Principal English Translation: 

the elder Totoquihuaztli was a lord of Tlacopan and of the Tepanecs, and he died in 1470; the younger Totoquihuaztli held the same position, and he died ca. 1519; in the Cantares Mexicanos their names appears in association with Moctezuma and Nezahualcoyotl or Moctezuma and Nezahualpilli

the elder Totoquihuaztli was the son of Tezozomoc of Azcapotzalco and therefore "a legitimate pretender to the throne of the Tepanec empire"
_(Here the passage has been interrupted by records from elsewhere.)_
//! Vidfetch Core Library
//!
//! Fetches paginated episode metadata from a GraphQL-style endpoint and
//! downloads the referenced media files, rotating request identity to stay
//! ahead of blocking.
//!
//! # Architecture
//!
//! - [`identity`] - user-agent pool and per-request header synthesis
//! - [`http`] - resilient HTTP client with bounded retry and streaming saves
//! - [`fetch`] - page fetcher: payload build, block handling, schema validation
//! - [`download`] - per-page orchestration: media download and persistence

// Clippy lints - strict for library code
#![deny(clippy::unwrap_used)]
#![deny(clippy::expect_used)]
#![warn(clippy::pedantic)]
#![allow(clippy::module_name_repetitions)]

pub mod download;
pub mod fetch;
pub mod http;
pub mod identity;
#[cfg(test)]
pub mod test_support;

// Re-export commonly used types
pub use download::{DownloadEngine, PageError, PageOutcome, RunStats, sanitize_title};
pub use fetch::{
    EpisodeQuery, EpisodeResponse, FetchOutcome, NoDataReason, PageFetcher, ValidatedEpisode,
    ValidationFailure,
};
pub use http::{HttpClient, HttpError, RetryDecision, RetryPolicy, save_body};
pub use identity::{
    BrowserUaGenerator, HeaderSet, PoolError, SourceError, UserAgentPool, UserAgentSource,
};
//! Per-page download orchestration and filename handling.
//!
//! # Features
//!
//! - One-page pipeline: metadata fetch, media download, streaming save
//! - Filename sanitization for endpoint-supplied titles
//! - Page-scoped failures: a bad page never aborts the batch

mod engine;
mod error;
mod filename;

pub use engine::{DownloadEngine, PageOutcome, RunStats};
pub use error::PageError;
pub use filename::sanitize_title;
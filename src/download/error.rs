//! Error types for per-page processing.

use thiserror::Error;

use crate::http::HttpError;

/// Errors that fail a single page. Never fatal to the run: the caller
/// logs, counts, and moves on to the next page.
#[derive(Debug, Error)]
pub enum PageError {
    /// The metadata request failed at the transport level or answered an
    /// unexpected status.
    #[error("page {page}: metadata request failed: {source}")]
    Fetch {
        /// The page being fetched.
        page: u32,
        /// The underlying transport error.
        #[source]
        source: HttpError,
    },

    /// The validated episode's third tag carries no usable title.
    #[error("page {page}: episode tags carry no title")]
    MissingTitle {
        /// The page being processed.
        page: u32,
    },

    /// The media request failed or answered an unexpected status.
    #[error("page {page}: media download failed: {source}")]
    Media {
        /// The page being processed.
        page: u32,
        /// The underlying transport error.
        #[source]
        source: HttpError,
    },

    /// Writing the media file failed.
    #[error("page {page}: saving media failed: {source}")]
    Save {
        /// The page being processed.
        page: u32,
        /// The underlying persistence error.
        #[source]
        source: HttpError,
    },
}

impl PageError {
    /// Creates a metadata fetch error for `page`.
    #[must_use]
    pub fn fetch(page: u32, source: HttpError) -> Self {
        Self::Fetch { page, source }
    }

    /// Creates a missing-title error for `page`.
    #[must_use]
    pub fn missing_title(page: u32) -> Self {
        Self::MissingTitle { page }
    }

    /// Creates a media download error for `page`.
    #[must_use]
    pub fn media(page: u32, source: HttpError) -> Self {
        Self::Media { page, source }
    }

    /// Creates a save error for `page`.
    #[must_use]
    pub fn save(page: u32, source: HttpError) -> Self {
        Self::Save { page, source }
    }

    /// The page this error belongs to.
    #[must_use]
    pub fn page(&self) -> u32 {
        match self {
            Self::Fetch { page, .. }
            | Self::MissingTitle { page }
            | Self::Media { page, .. }
            | Self::Save { page, .. } => *page,
        }
    }
}
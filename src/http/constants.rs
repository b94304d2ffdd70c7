//! Timeout configuration for outbound requests.

/// Connect timeout for all outbound requests (seconds).
pub const CONNECT_TIMEOUT_SECS: u64 = 5;

/// Total timeout for metadata page requests (seconds).
pub const PAGE_TIMEOUT_SECS: u64 = 15;

/// Total timeout for media downloads (seconds).
pub const MEDIA_TIMEOUT_SECS: u64 = 30;
//! HTTP client wrapper with bounded retry and streaming saves.
//!
//! [`HttpClient`] wraps one `reqwest` session (cookie store, gzip, connect
//! timeout) behind the retry policy. Responses come back with their status
//! intact once the retry budget settles; callers interpret status codes,
//! so a 403 block signal is not an error at this layer.

use std::path::Path;
use std::time::Duration;

use futures_util::StreamExt;
use reqwest::{Client, RequestBuilder, Response};
use serde::Serialize;
use tokio::fs::File;
use tokio::io::{AsyncWriteExt, BufWriter};
use tracing::{debug, info, warn};

use super::constants::{CONNECT_TIMEOUT_SECS, MEDIA_TIMEOUT_SECS, PAGE_TIMEOUT_SECS};
use super::error::HttpError;
use super::retry::{RetryDecision, RetryPolicy};
use crate::identity::HeaderSet;

/// HTTP client for metadata requests and media downloads.
///
/// Built once per run and reused, so every page shares one connection pool
/// and one cookie store.
#[derive(Debug, Clone)]
pub struct HttpClient {
    client: Client,
    policy: RetryPolicy,
    page_timeout: Duration,
    media_timeout: Duration,
}

impl Default for HttpClient {
    fn default() -> Self {
        Self::new()
    }
}

impl HttpClient {
    /// Creates a client with the default retry policy and timeouts.
    ///
    /// Session configuration:
    /// - Connect timeout: 5 seconds
    /// - Gzip decompression: enabled
    /// - Cookie store: enabled, so session cookies persist across pages
    ///
    /// # Panics
    ///
    /// Panics if the HTTP client builder fails to build with the static
    /// configuration. This should never happen in practice.
    #[must_use]
    pub fn new() -> Self {
        Self::with_policy(RetryPolicy::default())
    }

    /// Creates a client with an explicit retry policy.
    ///
    /// # Panics
    ///
    /// Panics if the HTTP client builder fails to build with the static
    /// configuration. This should never happen in practice.
    #[must_use]
    pub fn with_policy(policy: RetryPolicy) -> Self {
        Self::with_timeouts(
            policy,
            Duration::from_secs(PAGE_TIMEOUT_SECS),
            Duration::from_secs(MEDIA_TIMEOUT_SECS),
        )
    }

    /// Creates a client with explicit per-request timeouts. Tests use
    /// millisecond values here.
    ///
    /// # Panics
    ///
    /// Panics if the HTTP client builder fails to build with the static
    /// configuration. This should never happen in practice.
    #[must_use]
    #[allow(clippy::expect_used)]
    pub fn with_timeouts(policy: RetryPolicy, page_timeout: Duration, media_timeout: Duration) -> Self {
        let client = Client::builder()
            .connect_timeout(Duration::from_secs(CONNECT_TIMEOUT_SECS))
            .gzip(true)
            .cookie_store(true)
            .build()
            .expect("failed to build HTTP client with static configuration");
        Self {
            client,
            policy,
            page_timeout,
            media_timeout,
        }
    }

    /// POSTs a JSON payload with the given identity headers.
    ///
    /// Transient server statuses {500, 502, 503, 504} are retried per the
    /// policy; the final response is returned whatever its status.
    ///
    /// # Errors
    ///
    /// Returns [`HttpError::Timeout`] or [`HttpError::Network`] when no
    /// response arrives at all.
    pub async fn post_json<T: Serialize>(
        &self,
        url: &str,
        payload: &T,
        headers: &HeaderSet,
    ) -> Result<Response, HttpError> {
        self.execute(url, self.page_timeout, || {
            headers.apply(self.client.post(url)).json(payload)
        })
        .await
    }

    /// GETs a media URL with the same retry behavior as [`Self::post_json`].
    ///
    /// No identity headers are attached; media hosts key off the session
    /// cookies already collected.
    ///
    /// # Errors
    ///
    /// Returns [`HttpError::Timeout`] or [`HttpError::Network`] when no
    /// response arrives at all.
    pub async fn get_media(&self, url: &str) -> Result<Response, HttpError> {
        self.execute(url, self.media_timeout, || self.client.get(url)).await
    }

    /// Sends a request built by `build`, retrying the transient 5xx subset
    /// until the policy gives up.
    async fn execute(
        &self,
        url: &str,
        timeout: Duration,
        build: impl Fn() -> RequestBuilder,
    ) -> Result<Response, HttpError> {
        let mut attempt = 0u32;
        loop {
            attempt += 1;
            debug!(url, attempt, "sending request");
            let response = build().timeout(timeout).send().await.map_err(|e| {
                if e.is_timeout() {
                    HttpError::timeout(url)
                } else {
                    HttpError::network(url, e)
                }
            })?;

            let status = response.status().as_u16();
            match self.policy.should_retry(status, attempt) {
                RetryDecision::Retry { delay, attempt: next } => {
                    warn!(
                        url,
                        status,
                        next_attempt = next,
                        delay_ms = delay.as_millis(),
                        "transient server error; retrying"
                    );
                    tokio::time::sleep(delay).await;
                }
                RetryDecision::GiveUp { .. } => return Ok(response),
            }
        }
    }
}

/// Streams a response body to `path`, removing the file again when the
/// stream or a write fails partway.
///
/// Returns the number of bytes written.
///
/// # Errors
///
/// Returns [`HttpError::Io`] for file system failures and
/// [`HttpError::Network`] when the body stream breaks.
pub async fn save_body(response: Response, path: &Path) -> Result<u64, HttpError> {
    let url = response.url().to_string();
    let mut file = File::create(path)
        .await
        .map_err(|e| HttpError::io(path, e))?;

    match stream_to_file(&mut file, response, &url, path).await {
        Ok(bytes) => {
            info!(path = %path.display(), bytes, "file saved");
            Ok(bytes)
        }
        Err(error) => {
            debug!(path = %path.display(), "removing partial file after failed save");
            let _ = tokio::fs::remove_file(path).await;
            Err(error)
        }
    }
}

/// Streams the response body into an open file via a buffered writer.
async fn stream_to_file(
    file: &mut File,
    response: Response,
    url: &str,
    path: &Path,
) -> Result<u64, HttpError> {
    let mut writer = BufWriter::new(file);
    let mut stream = response.bytes_stream();
    let mut bytes_written = 0u64;

    while let Some(chunk_result) = stream.next().await {
        let chunk = chunk_result.map_err(|e| HttpError::network(url, e))?;
        writer
            .write_all(&chunk)
            .await
            .map_err(|e| HttpError::io(path, e))?;
        bytes_written += chunk.len() as u64;
    }

    writer.flush().await.map_err(|e| HttpError::io(path, e))?;
    Ok(bytes_written)
}
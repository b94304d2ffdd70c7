//! Retry policy with exponential backoff for transient server errors.
//!
//! Only the transient 5xx subset {500, 502, 503, 504} is retried, and only
//! within a fixed total attempt budget. Block signals (403) and
//! network-level failures are never retried here; callers own those.

use std::time::Duration;

use rand::Rng;
use tracing::debug;

/// Total attempt budget per request, including the initial attempt.
pub const MAX_ATTEMPTS: u32 = 3;

/// Base delay before the first retry.
const BASE_DELAY: Duration = Duration::from_secs(1);

/// Cap applied to computed delays.
const MAX_DELAY: Duration = Duration::from_secs(32);

/// Multiplier applied per retry.
const BACKOFF_MULTIPLIER: f64 = 2.0;

/// Maximum jitter added to each delay.
const MAX_JITTER: Duration = Duration::from_millis(500);

/// Status codes retried automatically.
pub const RETRYABLE_STATUSES: [u16; 4] = [500, 502, 503, 504];

/// True for the transient server statuses {500, 502, 503, 504}.
#[must_use]
pub fn is_retryable_status(status: u16) -> bool {
    RETRYABLE_STATUSES.contains(&status)
}

/// Decision on what to do after an attempt settles.
#[derive(Debug, Clone, PartialEq, Eq)]
pub enum RetryDecision {
    /// Retry after the given delay.
    Retry {
        /// How long to wait before retrying.
        delay: Duration,
        /// The attempt number of the retry (1-indexed).
        attempt: u32,
    },
    /// Surface the response as-is.
    GiveUp {
        /// Why the request will not be retried.
        reason: String,
    },
}

/// Configuration for bounded status-based retry.
///
/// # Delay Calculation
///
/// ```text
/// delay = min(base_delay * multiplier^(attempt - 1), max_delay) + jitter
/// ```
///
/// With the defaults, retry delays are roughly 1s then 2s (plus jitter).
#[derive(Debug, Clone)]
pub struct RetryPolicy {
    max_attempts: u32,
    base_delay: Duration,
    max_delay: Duration,
    backoff_multiplier: f64,
}

impl Default for RetryPolicy {
    fn default() -> Self {
        Self {
            max_attempts: MAX_ATTEMPTS,
            base_delay: BASE_DELAY,
            max_delay: MAX_DELAY,
            backoff_multiplier: BACKOFF_MULTIPLIER,
        }
    }
}

impl RetryPolicy {
    /// Creates a policy with custom parameters.
    ///
    /// `max_attempts` is clamped to at least 1 so every request gets its
    /// initial attempt.
    #[must_use]
    pub fn new(
        max_attempts: u32,
        base_delay: Duration,
        max_delay: Duration,
        backoff_multiplier: f64,
    ) -> Self {
        Self {
            max_attempts: max_attempts.max(1),
            base_delay,
            max_delay,
            backoff_multiplier,
        }
    }

    /// Total attempt budget, including the initial attempt.
    #[must_use]
    pub fn max_attempts(&self) -> u32 {
        self.max_attempts
    }

    /// Decides whether the attempt that just answered `status` should be
    /// retried. `attempt` is the 1-indexed number of the attempt that just
    /// finished.
    #[tracing::instrument(skip(self), fields(max_attempts = self.max_attempts))]
    pub fn should_retry(&self, status: u16, attempt: u32) -> RetryDecision {
        if !is_retryable_status(status) {
            return RetryDecision::GiveUp {
                reason: format!("status {status} is not retryable"),
            };
        }
        if attempt >= self.max_attempts {
            debug!(attempt, "attempt budget exhausted");
            return RetryDecision::GiveUp {
                reason: format!("attempt budget ({}) exhausted", self.max_attempts),
            };
        }
        let delay = self.calculate_delay(attempt);
        debug!(attempt, delay_ms = delay.as_millis(), "will retry");
        RetryDecision::Retry {
            delay,
            attempt: attempt + 1,
        }
    }

    /// Computes the backoff delay after `attempt` failures, jitter included.
    fn calculate_delay(&self, attempt: u32) -> Duration {
        // Exponent is clamped; 2^31 seconds is already far past any cap.
        let exponent = attempt.saturating_sub(1).min(31);
        #[allow(clippy::cast_possible_wrap)]
        let multiplier = self.backoff_multiplier.powi(exponent as i32);
        let base = self.base_delay.as_secs_f64() * multiplier;
        let capped = base.min(self.max_delay.as_secs_f64());
        Duration::from_secs_f64(capped) + self.calculate_jitter()
    }

    /// Random jitter in `0..=MAX_JITTER`, scaled down with the base delay so
    /// fast test policies stay fast.
    fn calculate_jitter(&self) -> Duration {
        let ceiling = MAX_JITTER.min(self.base_delay);
        if ceiling.is_zero() {
            return Duration::ZERO;
        }
        #[allow(clippy::cast_possible_truncation)]
        let millis = rand::thread_rng().gen_range(0..=ceiling.as_millis()) as u64;
        Duration::from_millis(millis)
    }
}
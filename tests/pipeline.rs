//! End-to-end pipeline tests over a local mock endpoint.
//!
//! Each test stands up a wiremock server playing both the metadata
//! endpoint and the media host, then drives the engine exactly the way the
//! binary does: one page at a time over one shared session.

mod support;

use std::sync::Arc;
use std::sync::atomic::{AtomicUsize, Ordering};
use std::time::Duration;

use tempfile::TempDir;
use vidfetch_core::{
    BrowserUaGenerator, DownloadEngine, HttpClient, NoDataReason, PageFetcher, PageOutcome,
    RetryPolicy, RunStats, UserAgentPool,
};
use wiremock::matchers::{method, path};
use wiremock::{Mock, MockServer, Request, Respond, ResponseTemplate};

use support::socket_guard::start_mock_server_or_skip;

fn episode_body(media_url: &str, title: &str) -> serde_json::Value {
    serde_json::json!({
        "data": {
            "visionTubeEpisode": {
                "photo": { "photoUrl": media_url },
                "tags": [
                    { "name": "drama" },
                    { "name": "hd" },
                    { "name": title }
                ]
            }
        }
    })
}

fn fast_client() -> HttpClient {
    HttpClient::with_policy(RetryPolicy::new(
        3,
        Duration::from_millis(10),
        Duration::from_millis(40),
        2.0,
    ))
}

fn engine_for(mock_server: &MockServer, output_dir: &std::path::Path) -> DownloadEngine {
    let pool = UserAgentPool::new(BrowserUaGenerator).expect("pool construction");
    let fetcher = PageFetcher::with_client(
        format!("{}/seasons/demo", mock_server.uri()),
        pool,
        fast_client(),
    );
    DownloadEngine::new(fetcher, output_dir)
}

/// Fails the first `fail_count` requests with the given status, then
/// answers 200 with the configured body.
struct FlakyResponder {
    request_count: Arc<AtomicUsize>,
    fail_count: usize,
    fail_status: u16,
    success_body: serde_json::Value,
}

impl Respond for FlakyResponder {
    fn respond(&self, _request: &Request) -> ResponseTemplate {
        let n = self.request_count.fetch_add(1, Ordering::SeqCst);
        if n < self.fail_count {
            ResponseTemplate::new(self.fail_status)
        } else {
            ResponseTemplate::new(200).set_body_json(self.success_body.clone())
        }
    }
}

// ==================== Happy Path ====================

#[tokio::test]
async fn processes_page_end_to_end_and_writes_one_file() {
    let Some(mock_server) = start_mock_server_or_skip().await else {
        return;
    };
    let media_url = format!("{}/media/ep7.mp4", mock_server.uri());
    Mock::given(method("POST"))
        .and(path("/seasons/demo"))
        .respond_with(ResponseTemplate::new(200).set_body_json(episode_body(&media_url, "Seven Cities")))
        .mount(&mock_server)
        .await;
    Mock::given(method("GET"))
        .and(path("/media/ep7.mp4"))
        .respond_with(ResponseTemplate::new(200).set_body_bytes(b"video bytes".as_slice()))
        .mount(&mock_server)
        .await;

    let temp_dir = TempDir::new().expect("temp dir");
    let mut engine = engine_for(&mock_server, temp_dir.path());

    let outcome = engine.process(7).await;
    let PageOutcome::Saved { path: saved } = outcome else {
        panic!("expected Saved, got: {outcome:?}");
    };
    assert_eq!(
        saved.file_name().and_then(|n| n.to_str()),
        Some("Seven Cities_7.mp4")
    );
    assert_eq!(std::fs::read(&saved).expect("saved file"), b"video bytes");

    let entries = std::fs::read_dir(temp_dir.path()).expect("read dir").count();
    assert_eq!(entries, 1, "exactly one file should be written");
}

#[tokio::test]
async fn title_is_sanitized_in_the_saved_filename() {
    let Some(mock_server) = start_mock_server_or_skip().await else {
        return;
    };
    let media_url = format!("{}/media/ep3.mp4", mock_server.uri());
    Mock::given(method("POST"))
        .and(path("/seasons/demo"))
        .respond_with(
            ResponseTemplate::new(200).set_body_json(episode_body(&media_url, "My:Movie*Title?")),
        )
        .mount(&mock_server)
        .await;
    Mock::given(method("GET"))
        .and(path("/media/ep3.mp4"))
        .respond_with(ResponseTemplate::new(200).set_body_bytes(b"bytes".as_slice()))
        .mount(&mock_server)
        .await;

    let temp_dir = TempDir::new().expect("temp dir");
    let mut engine = engine_for(&mock_server, temp_dir.path());

    let PageOutcome::Saved { path: saved } = engine.process(3).await else {
        panic!("expected Saved");
    };
    assert_eq!(
        saved.file_name().and_then(|n| n.to_str()),
        Some("MyMovieTitle_3.mp4")
    );
}

// ==================== No-Data Pages ====================

#[tokio::test]
async fn blocked_page_writes_nothing() {
    let Some(mock_server) = start_mock_server_or_skip().await else {
        return;
    };
    Mock::given(method("POST"))
        .and(path("/seasons/demo"))
        .respond_with(ResponseTemplate::new(403))
        .expect(1)
        .mount(&mock_server)
        .await;

    let temp_dir = TempDir::new().expect("temp dir");
    let mut engine = engine_for(&mock_server, temp_dir.path());

    let outcome = engine.process(4).await;
    assert!(matches!(
        outcome,
        PageOutcome::NoData {
            reason: NoDataReason::Blocked
        }
    ));
    assert_eq!(
        std::fs::read_dir(temp_dir.path()).expect("read dir").count(),
        0,
        "a blocked page must write nothing"
    );
}

#[tokio::test]
async fn malformed_payload_writes_nothing() {
    let Some(mock_server) = start_mock_server_or_skip().await else {
        return;
    };
    Mock::given(method("POST"))
        .and(path("/seasons/demo"))
        .respond_with(ResponseTemplate::new(200).set_body_json(serde_json::json!({"data": {}})))
        .mount(&mock_server)
        .await;

    let temp_dir = TempDir::new().expect("temp dir");
    let mut engine = engine_for(&mock_server, temp_dir.path());

    let outcome = engine.process(4).await;
    assert!(matches!(
        outcome,
        PageOutcome::NoData {
            reason: NoDataReason::Invalid(_)
        }
    ));
    assert_eq!(
        std::fs::read_dir(temp_dir.path()).expect("read dir").count(),
        0
    );
}

// ==================== Transient Server Errors ====================

#[tokio::test]
async fn transient_503_recovers_transparently() {
    let Some(mock_server) = start_mock_server_or_skip().await else {
        return;
    };
    let media_url = format!("{}/media/ep5.mp4", mock_server.uri());
    let request_count = Arc::new(AtomicUsize::new(0));
    Mock::given(method("POST"))
        .and(path("/seasons/demo"))
        .respond_with(FlakyResponder {
            request_count: Arc::clone(&request_count),
            fail_count: 1,
            fail_status: 503,
            success_body: episode_body(&media_url, "Recovered"),
        })
        .mount(&mock_server)
        .await;
    Mock::given(method("GET"))
        .and(path("/media/ep5.mp4"))
        .respond_with(ResponseTemplate::new(200).set_body_bytes(b"bytes".as_slice()))
        .mount(&mock_server)
        .await;

    let temp_dir = TempDir::new().expect("temp dir");
    let mut engine = engine_for(&mock_server, temp_dir.path());

    let outcome = engine.process(5).await;
    assert!(matches!(outcome, PageOutcome::Saved { .. }));
    assert_eq!(request_count.load(Ordering::SeqCst), 2);
}

#[tokio::test]
async fn persistent_500_fails_page_after_three_attempts() {
    let Some(mock_server) = start_mock_server_or_skip().await else {
        return;
    };
    let request_count = Arc::new(AtomicUsize::new(0));
    Mock::given(method("POST"))
        .and(path("/seasons/demo"))
        .respond_with(FlakyResponder {
            request_count: Arc::clone(&request_count),
            fail_count: usize::MAX,
            fail_status: 500,
            success_body: serde_json::json!({}),
        })
        .mount(&mock_server)
        .await;

    let temp_dir = TempDir::new().expect("temp dir");
    let mut engine = engine_for(&mock_server, temp_dir.path());

    let outcome = engine.process(5).await;
    assert!(matches!(outcome, PageOutcome::Failed(_)));
    assert_eq!(request_count.load(Ordering::SeqCst), 3);
    assert_eq!(
        std::fs::read_dir(temp_dir.path()).expect("read dir").count(),
        0
    );
}

// ==================== Batch Continuity ====================

#[tokio::test]
async fn failed_page_does_not_stop_the_next_one() {
    let Some(mock_server) = start_mock_server_or_skip().await else {
        return;
    };
    let good_media = format!("{}/media/ep2.mp4", mock_server.uri());
    let bad_media = format!("{}/media/ep1.mp4", mock_server.uri());

    Mock::given(method("POST"))
        .and(path("/seasons/demo"))
        .and(wiremock::matchers::body_partial_json(
            serde_json::json!({"variables": {"episodeNumber": 1}}),
        ))
        .respond_with(ResponseTemplate::new(200).set_body_json(episode_body(&bad_media, "Broken")))
        .mount(&mock_server)
        .await;
    Mock::given(method("POST"))
        .and(path("/seasons/demo"))
        .and(wiremock::matchers::body_partial_json(
            serde_json::json!({"variables": {"episodeNumber": 2}}),
        ))
        .respond_with(ResponseTemplate::new(200).set_body_json(episode_body(&good_media, "Working")))
        .mount(&mock_server)
        .await;
    Mock::given(method("GET"))
        .and(path("/media/ep1.mp4"))
        .respond_with(ResponseTemplate::new(404))
        .mount(&mock_server)
        .await;
    Mock::given(method("GET"))
        .and(path("/media/ep2.mp4"))
        .respond_with(ResponseTemplate::new(200).set_body_bytes(b"bytes".as_slice()))
        .mount(&mock_server)
        .await;

    let temp_dir = TempDir::new().expect("temp dir");
    let mut engine = engine_for(&mock_server, temp_dir.path());
    let mut stats = RunStats::default();

    for page in 1..=2 {
        let outcome = engine.process(page).await;
        stats.record(&outcome);
    }

    assert_eq!(stats.pages, 2);
    assert_eq!(stats.failed, 1);
    assert_eq!(stats.saved, 1);
    assert_eq!(
        std::fs::read_dir(temp_dir.path()).expect("read dir").count(),
        1
    );
}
the second Totoquihuaztli may have been the father of don Antonio Cortés Totoquihuaztli, who was municipal governor of Tlacopan in the sixteenth century (see our entry Cortés Totoquihuaztli)

Attestations from sources in English: 

... totoquihuaztli. yehuatl E tlatocati in chimalpopocatzin = ... Totoquihuaztli. Chimalpopocatzin was now ruling. (central Mexico, early seventeenth century)
Codex Chimalpahin: Society and Politics in Mexico Tenochtitlan, Tlatelolco, Culhuacan, and Other Nahuatl Altepetl in Central Mexico; The Nahuatl and Spanish Annals and Accounts Collected and Recorded by don Domingo de San Antón Muñón Chimalpahin Quauhtlehuanitzin, eds. and transl. Arthur J. O. Anderson and Susan Schroeder (Norman: University of Oklahoma Press, 1997), vol. 2, 200–201.in motecuçoma, oalmjtotitiuh, qujtzatzacutiuitze, qujoalitzcatitiuj, vmentin veueintin tlatoque Neçaoalpilli tetzcuco, totoqujoaztli, tepanecapan tlatoanj: vel mauiztli oonoc in nehtotiloia = Moctezuma came forth with them; he came out dancing. At his right and left came two great princes, Neçaualpilli of Texcoco and Totoquiuaztli, ruler of the Tepaneca. Great solemnity reigned as all danced. (16th century, Mexico City)
Fr. Bernardino de Sahagún, Florentine Codex: General History of the Things of New Spain; Book 2—The Ceremonies, No. 14, Part III, eds. and transl. Arthur J. O. Anderson and Charles E. Dibble (Santa Fe and Salt Lake City: School of American Research and the University of Utah, 1951), 54.